Knee Structures that can Cause Pain Include
1). Articular Cartilage
2). Joint Lining
3). Surrounding Support Structures to include Ligaments
4). Tendon Attachments
5). Superficial Nerves
Alignment Issues Leading to Increased Force Across the Patellofemoral Joint
1). Flat Feet Causing Excessive Pronation. Prescription orthotics may improve pronation, but cost ($250 approximate) can be prohibitive.
2). Pronounced Bowing of Legs or "Knock-Kneed"
3). Abnormal Tendon Attachment at the Patella to the Upper Leg or Tibia
4). Tight Supporting Tissue Holding the Patella in Place
The presence of a crunching sensation (crepitation) when extending the knee with or without pain, suggests damage to the articular cartilage of the patella or femur.
Careful taping of the knee done by professionals (PT’s, Trainers, MD’s) can help stabilize excessive patellar motion during activity and reduce subsequent pain.
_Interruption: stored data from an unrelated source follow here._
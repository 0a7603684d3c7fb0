//! Strongly typed scalar units used by the rate engine
//!
//! All money values are i64 (cents or millicents). Rates that are applied
//! per-hundredweight-mile need sub-cent precision, so linehaul prices are
//! carried in millicents (1000 millicents = 1 cent) until the final
//! rounding step.
//!
//! CRITICAL: conversions round exactly once, at the boundary.

use serde::{Deserialize, Serialize};
use std::fmt;
use std::ops::{Add, Neg, Sub};

/// Money in whole cents
///
/// # Example
/// ```
/// use move_rate_engine::units::Cents;
///
/// let price = Cents(5470);
/// assert_eq!(price.to_dollar_f64(), 54.70);
/// ```
#[derive(
    Debug, Clone, Copy, PartialEq, Eq, PartialOrd, Ord, Hash, Default, Serialize, Deserialize,
)]
pub struct Cents(pub i64);

impl Cents {
    /// Value as a float, still denominated in cents
    pub fn f64(self) -> f64 {
        self.0 as f64
    }

    /// Value in dollars
    pub fn to_dollar_f64(self) -> f64 {
        self.0 as f64 / 100.0
    }

    /// Round a float cents value to the nearest whole cent
    pub fn from_f64(value: f64) -> Self {
        Cents(value.round() as i64)
    }
}

impl fmt::Display for Cents {
    fn fmt(&self, f: &mut fmt::Formatter<'_>) -> fmt::Result {
        write!(f, "{}", self.0)
    }
}

impl Add for Cents {
    type Output = Cents;
    fn add(self, rhs: Cents) -> Cents {
        Cents(self.0 + rhs.0)
    }
}

impl Sub for Cents {
    type Output = Cents;
    fn sub(self, rhs: Cents) -> Cents {
        Cents(self.0 - rhs.0)
    }
}

impl Neg for Cents {
    type Output = Cents;
    fn neg(self) -> Cents {
        Cents(-self.0)
    }
}

/// Money in millicents (1000 millicents = 1 cent)
///
/// Linehaul rates are stored at this precision because they are multiplied
/// by hundredweight and mileage before any rounding happens.
#[derive(
    Debug, Clone, Copy, PartialEq, Eq, PartialOrd, Ord, Hash, Default, Serialize, Deserialize,
)]
pub struct Millicents(pub i64);

impl Millicents {
    pub fn f64(self) -> f64 {
        self.0 as f64
    }

    /// Value as a float denominated in cents
    pub fn to_cents_f64(self) -> f64 {
        self.0 as f64 / 1000.0
    }

    /// Convert to whole cents, rounding half away from zero
    ///
    /// # Example
    /// ```
    /// use move_rate_engine::units::{Cents, Millicents};
    ///
    /// assert_eq!(Millicents(45_944_438).to_cents(), Cents(45_944));
    /// assert_eq!(Millicents(1_500).to_cents(), Cents(2));
    /// assert_eq!(Millicents(-1_500).to_cents(), Cents(-2));
    /// ```
    pub fn to_cents(self) -> Cents {
        Cents((self.0 as f64 / 1000.0).round() as i64)
    }
}

impl Sub for Millicents {
    type Output = Millicents;
    fn sub(self, rhs: Millicents) -> Millicents {
        Millicents(self.0 - rhs.0)
    }
}

/// Shipment weight in pounds
#[derive(
    Debug, Clone, Copy, PartialEq, Eq, PartialOrd, Ord, Hash, Default, Serialize, Deserialize,
)]
pub struct Pound(pub i32);

impl Pound {
    /// Weight in hundredweight (CWT), the unit most rates scale per
    ///
    /// # Example
    /// ```
    /// use move_rate_engine::units::Pound;
    ///
    /// assert_eq!(Pound(3600).to_cwt_f64(), 36.0);
    /// ```
    pub fn to_cwt_f64(self) -> f64 {
        self.0 as f64 / 100.0
    }

    pub fn f64(self) -> f64 {
        self.0 as f64
    }
}

impl fmt::Display for Pound {
    fn fmt(&self, f: &mut fmt::Formatter<'_>) -> fmt::Result {
        write!(f, "{}", self.0)
    }
}

/// Travel distance in miles
#[derive(
    Debug, Clone, Copy, PartialEq, Eq, PartialOrd, Ord, Hash, Default, Serialize, Deserialize,
)]
pub struct Miles(pub i32);

impl Miles {
    pub fn f64(self) -> f64 {
        self.0 as f64
    }
}

impl fmt::Display for Miles {
    fn fmt(&self, f: &mut fmt::Formatter<'_>) -> fmt::Result {
        write!(f, "{}", self.0)
    }
}

/// Crate volume in cubic feet
#[derive(Debug, Clone, Copy, PartialEq, PartialOrd, Default, Serialize, Deserialize)]
pub struct CubicFeet(pub f64);

impl CubicFeet {
    pub fn f64(self) -> f64 {
        self.0
    }

    /// Truncate (never round) to two decimal places
    ///
    /// Billed volume drops fractional hundredths instead of rounding them,
    /// so 10.005 cu ft prices identically to 10.00 cu ft.
    ///
    /// # Example
    /// ```
    /// use move_rate_engine::units::CubicFeet;
    ///
    /// assert_eq!(CubicFeet(10.005).truncated(), CubicFeet(10.00));
    /// assert_eq!(CubicFeet(4.999).truncated(), CubicFeet(4.99));
    /// ```
    pub fn truncated(self) -> CubicFeet {
        CubicFeet((self.0 * 100.0).trunc() / 100.0)
    }
}

impl fmt::Display for CubicFeet {
    fn fmt(&self, f: &mut fmt::Formatter<'_>) -> fmt::Result {
        write!(f, "{:.2}", self.0)
    }
}
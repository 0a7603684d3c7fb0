//! International pricing formulas
//!
//! International rates are simpler than domestic ones: most arrive as a
//! flat per-unit cents figure already resolved upstream, so the formulas
//! here escalate, scale by hundredweight or cubic feet, and round. Weight
//! floors split on shipment type: 300 lb for unaccompanied baggage, 500 lb
//! for household goods.

use crate::config::EngineConfig;
use crate::display::{
    format_bool, format_cents, format_escalation, format_float, DisplayParam, DisplayParamKey,
    DisplayParams,
};
use crate::error::{require_nonempty, require_nonzero, PricingError, ResultContext};
use crate::escalation::{escalate_price_for_contract_year, is_peak_period};
use crate::formulas::domestic::check_minimum_weight;
use crate::models::{Market, ServiceCode};
use crate::repository::RateRepository;
use crate::units::{Cents, CubicFeet, Miles, Pound};
use chrono::NaiveDate;

fn international_weight_floor(code: ServiceCode, config: &EngineConfig) -> Pound {
    if code.is_unaccompanied_baggage() {
        config.min_ub_weight
    } else {
        config.min_international_weight
    }
}

/// Per-CWT international shuttling (IOSHUT, IDSHUT), rate keyed by market
pub fn price_intl_shuttling(
    repo: &dyn RateRepository,
    config: &EngineConfig,
    code: ServiceCode,
    contract_code: &str,
    reference_date: NaiveDate,
    weight: Pound,
    market: Market,
) -> Result<(Cents, DisplayParams), PricingError> {
    if code != ServiceCode::IOSHUT && code != ServiceCode::IDSHUT {
        return Err(PricingError::UnsupportedCode(code.to_string()));
    }
    require_nonempty("ContractCode", contract_code)?;
    check_minimum_weight(weight, config.min_international_weight)?;

    let contract = repo.fetch_contract_by_code(contract_code)?;
    let accessorial = repo
        .fetch_international_accessorial_price(contract.id, code, market)
        .context("could not lookup international accessorial price")?;

    let (escalated_price, contract_year) = escalate_price_for_contract_year(
        repo,
        contract.id,
        reference_date,
        accessorial.per_unit.f64(),
    )
    .context("could not calculate escalated price")?;

    let total = Cents::from_f64(escalated_price * weight.to_cwt_f64());

    let display_params = vec![
        DisplayParam::new(
            DisplayParamKey::PriceRateOrFactor,
            format_cents(accessorial.per_unit),
        ),
        DisplayParam::new(DisplayParamKey::ContractYearName, contract_year.name),
        DisplayParam::new(
            DisplayParamKey::EscalationCompounded,
            format_escalation(contract_year.escalation_compounded),
        ),
    ];
    Ok((total, display_params))
}

/// Per-CWT international packing/unpacking (IHPK, IHUPK, IUBPK, IUBUPK)
///
/// The rate arrives as a flat per-unit cents parameter rather than a
/// rate-table row.
pub fn price_intl_pack_unpack(
    repo: &dyn RateRepository,
    config: &EngineConfig,
    code: ServiceCode,
    contract_code: &str,
    reference_date: NaiveDate,
    weight: Pound,
    per_unit_cents: Cents,
) -> Result<(Cents, DisplayParams), PricingError> {
    if code != ServiceCode::IHPK
        && code != ServiceCode::IHUPK
        && code != ServiceCode::IUBPK
        && code != ServiceCode::IUBUPK
    {
        return Err(PricingError::UnsupportedCode(code.to_string()));
    }
    require_nonempty("ContractCode", contract_code)?;
    check_minimum_weight(weight, international_weight_floor(code, config))?;
    require_nonzero("PerUnitCents", per_unit_cents.f64())?;

    let is_peak = is_peak_period(reference_date, config);
    let contract = repo.fetch_contract_by_code(contract_code)?;

    let (escalated_price, contract_year) = escalate_price_for_contract_year(
        repo,
        contract.id,
        reference_date,
        per_unit_cents.f64(),
    )
    .context("could not calculate escalated price")?;

    let total = Cents::from_f64(escalated_price * weight.to_cwt_f64());

    let display_params = vec![
        DisplayParam::new(DisplayParamKey::ContractYearName, contract_year.name),
        DisplayParam::new(
            DisplayParamKey::PriceRateOrFactor,
            format_cents(per_unit_cents),
        ),
        DisplayParam::new(DisplayParamKey::IsPeak, format_bool(is_peak)),
        DisplayParam::new(
            DisplayParamKey::EscalationCompounded,
            format_escalation(contract_year.escalation_compounded),
        ),
    ];
    Ok((total, display_params))
}

/// International NTS packing (INPK)
///
/// Two-stage composition: the household-goods pack rate (IHPK per-unit)
/// times a separately fetched market factor, then the usual escalate and
/// CWT scaling.
pub fn price_intl_nts_pack(
    repo: &dyn RateRepository,
    config: &EngineConfig,
    contract_code: &str,
    reference_date: NaiveDate,
    weight: Pound,
    per_unit_cents: Cents,
    market: Market,
) -> Result<(Cents, DisplayParams), PricingError> {
    require_nonempty("ContractCode", contract_code)?;
    check_minimum_weight(weight, config.min_international_weight)?;
    require_nonzero("PerUnitCents", per_unit_cents.f64())?;

    let is_peak = is_peak_period(reference_date, config);
    let contract = repo.fetch_contract_by_code(contract_code)?;
    let factor = repo
        .fetch_market_factor(contract.id, ServiceCode::INPK, market)
        .context("could not fetch NTS packing factor")?;

    let (escalated_price, contract_year) = escalate_price_for_contract_year(
        repo,
        contract.id,
        reference_date,
        per_unit_cents.f64(),
    )
    .context("could not calculate escalated price")?;

    // Market factor adjusts the escalated, CWT-scaled HHG pack price
    let total = Cents::from_f64(escalated_price * weight.to_cwt_f64() * factor);

    let display_params = vec![
        DisplayParam::new(DisplayParamKey::ContractYearName, contract_year.name),
        DisplayParam::new(
            DisplayParamKey::PriceRateOrFactor,
            format_cents(per_unit_cents),
        ),
        DisplayParam::new(DisplayParamKey::IsPeak, format_bool(is_peak)),
        DisplayParam::new(
            DisplayParamKey::EscalationCompounded,
            format_escalation(contract_year.escalation_compounded),
        ),
        DisplayParam::new(
            DisplayParamKey::NTSPackingFactor,
            format_float(factor, 2),
        ),
    ];
    Ok((total, display_params))
}

/// International first-day SIT (IOFSIT, IDFSIT)
pub fn price_intl_first_day_sit(
    repo: &dyn RateRepository,
    config: &EngineConfig,
    code: ServiceCode,
    contract_code: &str,
    reference_date: NaiveDate,
    weight: Pound,
    per_unit_cents: Cents,
) -> Result<(Cents, DisplayParams), PricingError> {
    if code != ServiceCode::IOFSIT && code != ServiceCode::IDFSIT {
        return Err(PricingError::UnsupportedCode(code.to_string()));
    }
    require_nonempty("ContractCode", contract_code)?;
    check_minimum_weight(weight, config.min_international_weight)?;
    require_nonzero("PerUnitCents", per_unit_cents.f64())?;

    let is_peak = is_peak_period(reference_date, config);
    let contract = repo.fetch_contract_by_code(contract_code)?;

    let (escalated_price, contract_year) = escalate_price_for_contract_year(
        repo,
        contract.id,
        reference_date,
        per_unit_cents.f64(),
    )
    .context("could not calculate escalated price")?;

    let total = Cents::from_f64(escalated_price * weight.to_cwt_f64());

    let display_params = vec![
        DisplayParam::new(DisplayParamKey::ContractYearName, contract_year.name),
        DisplayParam::new(
            DisplayParamKey::PriceRateOrFactor,
            format_cents(per_unit_cents),
        ),
        DisplayParam::new(DisplayParamKey::IsPeak, format_bool(is_peak)),
        DisplayParam::new(
            DisplayParamKey::EscalationCompounded,
            format_escalation(contract_year.escalation_compounded),
        ),
    ];
    Ok((total, display_params))
}

/// International additional-day SIT (IOASIT, IDASIT), scaled by days in SIT
pub fn price_intl_additional_day_sit(
    repo: &dyn RateRepository,
    config: &EngineConfig,
    code: ServiceCode,
    contract_code: &str,
    reference_date: NaiveDate,
    number_of_days: i32,
    weight: Pound,
    per_unit_cents: Cents,
) -> Result<(Cents, DisplayParams), PricingError> {
    if code != ServiceCode::IOASIT && code != ServiceCode::IDASIT {
        return Err(PricingError::UnsupportedCode(code.to_string()));
    }
    require_nonempty("ContractCode", contract_code)?;
    require_nonzero("NumberDaysSIT", number_of_days as f64)?;
    check_minimum_weight(weight, config.min_international_weight)?;
    require_nonzero("PerUnitCents", per_unit_cents.f64())?;

    let is_peak = is_peak_period(reference_date, config);
    let contract = repo.fetch_contract_by_code(contract_code)?;

    let (escalated_price, contract_year) = escalate_price_for_contract_year(
        repo,
        contract.id,
        reference_date,
        per_unit_cents.f64(),
    )
    .context("could not calculate escalated price")?;

    let total =
        Cents::from_f64(escalated_price * weight.to_cwt_f64() * number_of_days as f64);

    let display_params = vec![
        DisplayParam::new(DisplayParamKey::ContractYearName, contract_year.name),
        DisplayParam::new(
            DisplayParamKey::PriceRateOrFactor,
            format_cents(per_unit_cents),
        ),
        DisplayParam::new(DisplayParamKey::IsPeak, format_bool(is_peak)),
        DisplayParam::new(
            DisplayParamKey::EscalationCompounded,
            format_escalation(contract_year.escalation_compounded),
        ),
    ];
    Ok((total, display_params))
}

/// International SIT pickup/delivery (IOPSIT, IDDSIT)
///
/// Two-branch distance handling: over the short-distance threshold the
/// escalated rate is multiplied by distance, at or under it distance is
/// not billed. When the relevant leg ends OCONUS there is nothing to
/// drive, so the price is zero rather than an error.
#[allow(clippy::too_many_arguments)]
pub fn price_intl_pickup_delivery_sit(
    repo: &dyn RateRepository,
    config: &EngineConfig,
    code: ServiceCode,
    contract_code: &str,
    reference_date: NaiveDate,
    weight: Pound,
    per_unit_cents: Cents,
    distance: Miles,
    market: Market,
) -> Result<(Cents, DisplayParams), PricingError> {
    if code != ServiceCode::IOPSIT && code != ServiceCode::IDDSIT {
        return Err(PricingError::UnsupportedCode(code.to_string()));
    }
    require_nonempty("ContractCode", contract_code)?;
    check_minimum_weight(weight, config.min_international_weight)?;
    require_nonzero("PerUnitCents", per_unit_cents.f64())?;

    let leg_is_oconus = market == Market::Oconus;
    if !leg_is_oconus && distance.0 <= 0 {
        return Err(PricingError::Validation(
            "Distance must be greater than 0".to_string(),
        ));
    }

    let is_peak = is_peak_period(reference_date, config);
    let contract = repo.fetch_contract_by_code(contract_code)?;

    let (escalated_price, contract_year) = escalate_price_for_contract_year(
        repo,
        contract.id,
        reference_date,
        per_unit_cents.f64(),
    )
    .context("could not calculate escalated price")?;

    let total = if leg_is_oconus {
        Cents(0)
    } else if distance > config.sit_short_distance_miles {
        Cents::from_f64(escalated_price * weight.to_cwt_f64() * distance.f64())
    } else {
        Cents::from_f64(escalated_price * weight.to_cwt_f64())
    };

    let display_params = vec![
        DisplayParam::new(
            DisplayParamKey::PriceRateOrFactor,
            format_cents(per_unit_cents),
        ),
        DisplayParam::new(DisplayParamKey::ContractYearName, contract_year.name),
        DisplayParam::new(DisplayParamKey::IsPeak, format_bool(is_peak)),
        DisplayParam::new(
            DisplayParamKey::EscalationCompounded,
            format_escalation(contract_year.escalation_compounded),
        ),
    ];
    Ok((total, display_params))
}

/// International crating/uncrating (ICRT, IUCRT), per cubic foot
///
/// Only external crates carry a volume floor; the uncapped total is always
/// recorded before the standalone cap clamps it.
#[allow(clippy::too_many_arguments)]
pub fn price_intl_crating(
    repo: &dyn RateRepository,
    config: &EngineConfig,
    code: ServiceCode,
    contract_code: &str,
    reference_date: NaiveDate,
    billed_cubic_feet: CubicFeet,
    standalone_crate: bool,
    standalone_crate_cap: Option<Cents>,
    external_crate: bool,
    market: Market,
) -> Result<(Cents, DisplayParams), PricingError> {
    if code != ServiceCode::ICRT && code != ServiceCode::IUCRT {
        return Err(PricingError::UnsupportedCode(code.to_string()));
    }
    require_nonempty("ContractCode", contract_code)?;
    if external_crate && billed_cubic_feet < config.min_external_crate_cubic_feet {
        return Err(PricingError::BelowMinimumCubicFeet {
            volume: billed_cubic_feet.f64(),
            minimum: config.min_external_crate_cubic_feet.f64(),
        });
    }
    if standalone_crate && standalone_crate_cap.is_none() {
        return Err(PricingError::Validation(
            "StandaloneCrateCap is required".to_string(),
        ));
    }

    let contract = repo.fetch_contract_by_code(contract_code)?;
    let accessorial = repo
        .fetch_international_accessorial_price(contract.id, code, market)
        .context("could not lookup international accessorial price")?;

    let (escalated_price, contract_year) = escalate_price_for_contract_year(
        repo,
        contract.id,
        reference_date,
        accessorial.per_unit.f64(),
    )
    .context("could not calculate escalated price")?;

    let mut total = Cents::from_f64(escalated_price * billed_cubic_feet.f64());

    let display_params = vec![
        DisplayParam::new(
            DisplayParamKey::PriceRateOrFactor,
            format_cents(accessorial.per_unit),
        ),
        DisplayParam::new(DisplayParamKey::ContractYearName, contract_year.name),
        DisplayParam::new(
            DisplayParamKey::EscalationCompounded,
            format_escalation(contract_year.escalation_compounded),
        ),
        DisplayParam::new(DisplayParamKey::UncappedRequestTotal, format_cents(total)),
    ];

    if standalone_crate {
        if let Some(cap) = standalone_crate_cap {
            if total > cap {
                total = cap;
            }
        }
    }
    Ok((total, display_params))
}
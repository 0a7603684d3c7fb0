//! Task-order fee pricers (MS, CS)
//!
//! Management and counseling services bill a flat fee negotiated per
//! contract year. No escalation, weight, or distance applies; the fee row
//! is keyed by contract year and service.

use crate::config::EngineConfig;
use crate::display::{format_cents, DisplayParam, DisplayParamKey};
use crate::error::{require_nonempty, PricingError, ResultContext};
use crate::models::ServiceCode;
use crate::params::{names, ParamBag};
use crate::pricers::PriceResult;
use crate::repository::RateRepository;
use chrono::NaiveDate;

pub struct TaskOrderFeePricer {
    code: ServiceCode,
}

impl TaskOrderFeePricer {
    pub fn new(code: ServiceCode) -> Self {
        Self { code }
    }

    pub fn price(
        &self,
        repo: &dyn RateRepository,
        _config: &EngineConfig,
        contract_code: &str,
        available_to_prime_date: NaiveDate,
    ) -> Result<PriceResult, PricingError> {
        if self.code != ServiceCode::MS && self.code != ServiceCode::CS {
            return Err(PricingError::UnsupportedCode(self.code.to_string()));
        }
        require_nonempty("ContractCode", contract_code)?;

        let contract = repo.fetch_contract_by_code(contract_code)?;
        let contract_year = repo
            .fetch_contract_year(contract.id, available_to_prime_date)
            .context("could not lookup contract year")?;
        let service = repo.fetch_service_by_code(self.code)?;
        let fee = repo
            .fetch_task_order_fee(contract_year.id, service.id)
            .context("could not lookup task order fee")?;

        let display_params = vec![
            DisplayParam::new(DisplayParamKey::ContractYearName, contract_year.name),
            DisplayParam::new(
                DisplayParamKey::PriceRateOrFactor,
                format_cents(fee.price),
            ),
        ];
        Ok(PriceResult::new(fee.price, display_params))
    }

    pub fn price_using_params(
        &self,
        repo: &dyn RateRepository,
        config: &EngineConfig,
        params: &ParamBag,
    ) -> Result<PriceResult, PricingError> {
        let contract_code = params.string_param(names::CONTRACT_CODE)?;
        let available_at = params.timestamp_param(names::MTO_AVAILABLE_TO_PRIME_AT)?;

        self.price(repo, config, &contract_code, available_at.date())
    }
}
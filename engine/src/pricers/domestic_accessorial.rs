//! Pricers for domestic packing, crating, and shuttling

use crate::config::EngineConfig;
use crate::error::PricingError;
use crate::formulas::domestic::{
    price_domestic_crating, price_domestic_pack_unpack, price_domestic_shuttling,
};
use crate::models::ServiceCode;
use crate::params::{names, ParamBag};
use crate::pricers::PriceResult;
use crate::repository::RateRepository;
use crate::units::{Cents, CubicFeet, Pound};
use chrono::NaiveDate;

/// Packing and unpacking (DPK, DNPK, DUPK): flat per-CWT schedule rate
///
/// Pack codes bill the origin schedule, unpack the destination one. NTS
/// packing (DNPK) reuses the DPK rate with a market factor and never
/// carries the PPM exemption.
pub struct DomesticPackUnpackPricer {
    code: ServiceCode,
}

impl DomesticPackUnpackPricer {
    pub fn new(code: ServiceCode) -> Self {
        Self { code }
    }

    #[allow(clippy::too_many_arguments)]
    pub fn price(
        &self,
        repo: &dyn RateRepository,
        config: &EngineConfig,
        contract_code: &str,
        reference_date: NaiveDate,
        weight: Pound,
        services_schedule: i32,
        is_ppm: bool,
    ) -> Result<PriceResult, PricingError> {
        let (total, display_params) = price_domestic_pack_unpack(
            repo,
            config,
            self.code,
            contract_code,
            reference_date,
            weight,
            services_schedule,
            is_ppm,
        )?;
        Ok(PriceResult::new(total, display_params))
    }

    pub fn price_using_params(
        &self,
        repo: &dyn RateRepository,
        config: &EngineConfig,
        params: &ParamBag,
    ) -> Result<PriceResult, PricingError> {
        let schedule_param = if self.code == ServiceCode::DUPK {
            names::SERVICES_SCHEDULE_DEST
        } else {
            names::SERVICES_SCHEDULE_ORIGIN
        };
        let contract_code = params.string_param(names::CONTRACT_CODE)?;
        let reference_date = params.date_param(names::REFERENCE_DATE)?;
        let weight = params.weight_param(names::WEIGHT_BILLED)?;
        let services_schedule = params.schedule_param(schedule_param)?;
        let is_ppm = if self.code == ServiceCode::DNPK {
            false
        } else {
            params.optional_boolean_param(names::IS_PPM)?.unwrap_or(false)
        };

        self.price(
            repo,
            config,
            &contract_code,
            reference_date,
            weight,
            services_schedule,
            is_ppm,
        )
    }
}

/// Crating and uncrating (DCRT, DUCRT): per cubic foot with a 4 cu ft floor
pub struct DomesticCratingPricer {
    code: ServiceCode,
}

impl DomesticCratingPricer {
    pub fn new(code: ServiceCode) -> Self {
        Self { code }
    }

    #[allow(clippy::too_many_arguments)]
    pub fn price(
        &self,
        repo: &dyn RateRepository,
        config: &EngineConfig,
        contract_code: &str,
        reference_date: NaiveDate,
        billed_cubic_feet: CubicFeet,
        services_schedule: i32,
        standalone_crate: bool,
        standalone_crate_cap: Option<Cents>,
    ) -> Result<PriceResult, PricingError> {
        let (total, display_params) = price_domestic_crating(
            repo,
            config,
            self.code,
            contract_code,
            reference_date,
            billed_cubic_feet,
            services_schedule,
            standalone_crate,
            standalone_crate_cap,
        )?;
        Ok(PriceResult::new(total, display_params))
    }

    pub fn price_using_params(
        &self,
        repo: &dyn RateRepository,
        config: &EngineConfig,
        params: &ParamBag,
    ) -> Result<PriceResult, PricingError> {
        let schedule_param = if self.code == ServiceCode::DUCRT {
            names::SERVICES_SCHEDULE_DEST
        } else {
            names::SERVICES_SCHEDULE_ORIGIN
        };
        let contract_code = params.string_param(names::CONTRACT_CODE)?;
        let reference_date = params.date_param(names::REFERENCE_DATE)?;
        let billed_cubic_feet = params.cubic_feet_param(names::CUBIC_FEET_BILLED)?;
        let services_schedule = params.schedule_param(schedule_param)?;
        let standalone_crate = params
            .optional_boolean_param(names::STANDALONE_CRATE)?
            .unwrap_or(false);
        let standalone_crate_cap = params.optional_cents_param(names::STANDALONE_CRATE_CAP)?;

        self.price(
            repo,
            config,
            &contract_code,
            reference_date,
            billed_cubic_feet,
            services_schedule,
            standalone_crate,
            standalone_crate_cap,
        )
    }
}

/// Shuttling (DOSHUT, DDSHUT): flat per-CWT accessorial rate
pub struct DomesticShuttlingPricer {
    code: ServiceCode,
}

impl DomesticShuttlingPricer {
    pub fn new(code: ServiceCode) -> Self {
        Self { code }
    }

    pub fn price(
        &self,
        repo: &dyn RateRepository,
        config: &EngineConfig,
        contract_code: &str,
        reference_date: NaiveDate,
        weight: Pound,
        services_schedule: i32,
    ) -> Result<PriceResult, PricingError> {
        let (total, display_params) = price_domestic_shuttling(
            repo,
            config,
            self.code,
            contract_code,
            reference_date,
            weight,
            services_schedule,
        )?;
        Ok(PriceResult::new(total, display_params))
    }

    pub fn price_using_params(
        &self,
        repo: &dyn RateRepository,
        config: &EngineConfig,
        params: &ParamBag,
    ) -> Result<PriceResult, PricingError> {
        let schedule_param = if self.code == ServiceCode::DDSHUT {
            names::SERVICES_SCHEDULE_DEST
        } else {
            names::SERVICES_SCHEDULE_ORIGIN
        };
        let contract_code = params.string_param(names::CONTRACT_CODE)?;
        let reference_date = params.date_param(names::REFERENCE_DATE)?;
        let weight = params.weight_param(names::WEIGHT_BILLED)?;
        let services_schedule = params.schedule_param(schedule_param)?;

        self.price(
            repo,
            config,
            &contract_code,
            reference_date,
            weight,
            services_schedule,
        )
    }
}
Several muscle groups affect knee function
1). Quadriceps (Front of Thigh)
2). Hamstrings (Back of Thigh)
3). Iliotibial Band (Outside of Thigh from Hip to Knee)
4). Gastrocnemius (1 of 2 Calf Muscles)
5). External Rotators of the Hip, including the Piriformis.
Imbalance of the muscle groups can lead to abnormal biomechanics at the knee. Careful assessment of flexibility can determine their role and lead to effective home stretching programs which attempt correction of any deficits.
Imbalance in the strength of the quads can result in pain. Exercises to balance quadriceps contractions may irritate and should be implemented with caution at the direction of a skilled physical therapist or athletic trainer. Biofeedback is often used to reeducate those with unbalanced quadriceps contractions.
Treatment Options for Acute Pain Include
1). Analgesics (ibuprofen or Naprosyn)
2). Frequent Icing Control Pain/Swelling. 15 minutes several times a day is recommended.
3). Patient Education Includes: activities to avoid and slow progression to previous activity levels to prevent recurrent symptoms.
Best knee outcomes result from a diagnosis leading to a well thought out and effective treatment program. Staying fit and maintaining a careful supplemental strength and flexibility program are the best ways to remain symptom free and in the game.